Like, one of the big issues Starfleet had in the TNG and DS9 eras was that basically any time a new threat rolled up at the border, their threat response was just whichever ships they could call up at short notice. This was one of the bigger reasons why the fleets in episodes like The Best of Both Worlds, Redemption, Pt. II, and the Descent two parter were a mish-mash of different classes: from Starfleet's perspective, it was quite literally just whoever they could drum up in the moment, not which ships were actually best for this job.
During the DS9 era, there was a shift from fleets being just whoever they could drum up to being actual formalised big fleets that consistently did maneuvers together. This is why it went from DS9 getting seven ships as reinforcements during the battle in The Way of the Warrior to there just being hundreds of ships that operated together a few seasons later. This is apparently a trend that continued after the Dominion War, too: in Nemesis, the fleet the Enterprise-E was supposed to link up with towards the end was referred to as Battle Group Omega.
I think having a couple hundred Inquiry-class ships operating as a single fleet would make sense in this context. A lot of the ships that were in service during the TNG/DS9 era would have been decommissioned or destroyed by this point, and Starfleet would have had to replace them with something. In seasons two and three of Picard, we've seen some of the other ships that have been introduced over the intervening decades; having a few rapid response units would also make sense.
This wouldn't necessarily square with Starfleet's exploratory and scientific missions, but I don't think it'd necessarily need to. Even in TNG, there were more military-focused officers like Captain Jellico and Admiral Nechayev who were very concerned with the Federation's security, and they didn't get in the way of the Enterprise-D's exploratory, scientific, or diplomatic missions.
The same would be true of the late 24th/early 25th century of PIC's first season: they could easily have both the heavily militaristic officers and the more pacifist officers working different missions for the most part. It's just that the part of the fleet we saw was the military part.

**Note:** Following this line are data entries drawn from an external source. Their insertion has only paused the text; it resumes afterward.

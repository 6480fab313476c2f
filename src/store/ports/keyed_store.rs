//! Keyed store port.

use crate::store::domain::{
    ChangeRecord, Entity, EntityKind, IndexQuery, InvalidCursor, ItemKey, Page, PageRequest,
    WriteCondition,
};
use crate::task::domain::{Task, TaskChanges};
use async_trait::async_trait;
use std::sync::Arc;
use thiserror::Error;

/// Result type for keyed store operations.
pub type StoreResult<T> = Result<T, StoreError>;

/// Single-item key/value store with conditional writes, secondary indexes,
/// and a change log.
///
/// Every operation is atomic for one item. There are no multi-item
/// transactions; conditional writes are the only concurrency primitive.
#[async_trait]
pub trait KeyedStore: Send + Sync {
    /// Reads one item.
    async fn get(&self, key: &ItemKey) -> StoreResult<Option<Entity>>;

    /// Writes an item, replacing any existing one at the same key.
    ///
    /// # Errors
    ///
    /// Returns [`StoreError::ConditionFailed`] when `condition` does not
    /// hold for the current item.
    async fn put(&self, entity: Entity, condition: Option<WriteCondition>) -> StoreResult<()>;

    /// Applies a change to a stored task and returns the updated task.
    ///
    /// # Errors
    ///
    /// Returns [`StoreError::NotFound`] when the item is absent,
    /// [`StoreError::KindMismatch`] when it is not a task, or
    /// [`StoreError::ConditionFailed`] when `condition` does not hold.
    async fn update(
        &self,
        key: &ItemKey,
        changes: &TaskChanges,
        condition: Option<WriteCondition>,
    ) -> StoreResult<Task>;

    /// Deletes an item and returns it, or `None` if it was absent.
    ///
    /// # Errors
    ///
    /// Returns [`StoreError::ConditionFailed`] when `condition` does not
    /// hold for the current item.
    async fn delete(
        &self,
        key: &ItemKey,
        condition: Option<WriteCondition>,
    ) -> StoreResult<Option<Entity>>;

    /// Reads one page of an index partition in index order.
    ///
    /// # Errors
    ///
    /// Returns [`StoreError::InvalidCursor`] when the page cursor was not
    /// produced by this store.
    async fn query(&self, query: &IndexQuery, page: &PageRequest) -> StoreResult<Page<Entity>>;

    /// Reads every page of an index partition.
    ///
    /// # Errors
    ///
    /// Propagates the first failing page read.
    async fn query_all(&self, query: &IndexQuery) -> StoreResult<Vec<Entity>> {
        let mut items = Vec::new();
        let mut request = PageRequest::default();
        loop {
            let page = self.query(query, &request).await?;
            items.extend(page.items);
            match page.next {
                Some(cursor) => request = PageRequest::default().after(cursor),
                None => return Ok(items),
            }
        }
    }
}

/// Reader over the store's change log.
#[async_trait]
pub trait ChangeFeed: Send + Sync {
    /// Returns up to `limit` records with a sequence greater than `after`,
    /// in sequence order.
    async fn read_since(&self, after: Option<u64>, limit: usize) -> StoreResult<Vec<ChangeRecord>>;
}

/// Errors returned by keyed store implementations.
#[derive(Debug, Clone, Error)]
pub enum StoreError {
    /// A write condition did not hold.
    #[error("condition failed for {0}")]
    ConditionFailed(ItemKey),

    /// The item does not exist.
    #[error("item not found: {0}")]
    NotFound(ItemKey),

    /// The item exists but holds a different kind of entity.
    #[error("item {key} holds a {found}, expected a {expected}")]
    KindMismatch {
        /// Item key.
        key: ItemKey,
        /// Kind the operation requires.
        expected: EntityKind,
        /// Kind actually stored.
        found: EntityKind,
    },

    /// A page cursor could not be decoded.
    #[error(transparent)]
    InvalidCursor(#[from] InvalidCursor),

    /// A stored record could not be decoded.
    #[error("corrupt record: {0}")]
    Corrupt(String),

    /// The store is temporarily unreachable; the operation may be retried.
    #[error("store unavailable: {0}")]
    Unavailable(Arc<dyn std::error::Error + Send + Sync>),

    /// Permanent persistence-layer failure.
    #[error("persistence error: {0}")]
    Persistence(Arc<dyn std::error::Error + Send + Sync>),
}

impl StoreError {
    /// Wraps a transient failure.
    pub fn unavailable(err: impl std::error::Error + Send + Sync + 'static) -> Self {
        Self::Unavailable(Arc::new(err))
    }

    /// Wraps a permanent persistence failure.
    pub fn persistence(err: impl std::error::Error + Send + Sync + 'static) -> Self {
        Self::Persistence(Arc::new(err))
    }

    /// Returns `true` when retrying the same operation may succeed.
    #[must_use]
    pub const fn is_transient(&self) -> bool {
        matches!(self, Self::Unavailable(_))
    }
}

Plus, from a thematic point of view, this would tie into why Picard left Starfleet to begin with. In Remembrance, Picard straight up says he left because he felt that Starfleet wasn't Starfleet anymore. Having a noticeable chunk of the fleet set up to be the immediate military response to a new threat would make sense in that context. Picard's traditionally been the kind of guy who prefers peace and diplomacy (though he is a capable military guy when the chips are down), so Starfleet immediately being able, and potentially willing, to respond to everything with deadly force really would rub him the wrong way.
The other reason I don't mind there being a fleet of hundreds of Inquiry-class ships ready to go is because of the makeup of the Romulan, Klingon, and Cardassian fleets during DS9. While these powers did have some varieties in their fleets, for the most part they're just as guilty of flying copy-paste fleets as Riker was in Et in Arcadia Ego, Pt. II. While Starfleet was flying fleets with a large variety of ship classes, the Romulans were almost exclusively flying D'deridex-class warbirds, the Klingons mostly Vor'cha- and Negh'var-class battle cruisers with the occasional bird-of-prey and K'tinga-class, and the Cardassians exclusively Galor- and Keldon-class ships.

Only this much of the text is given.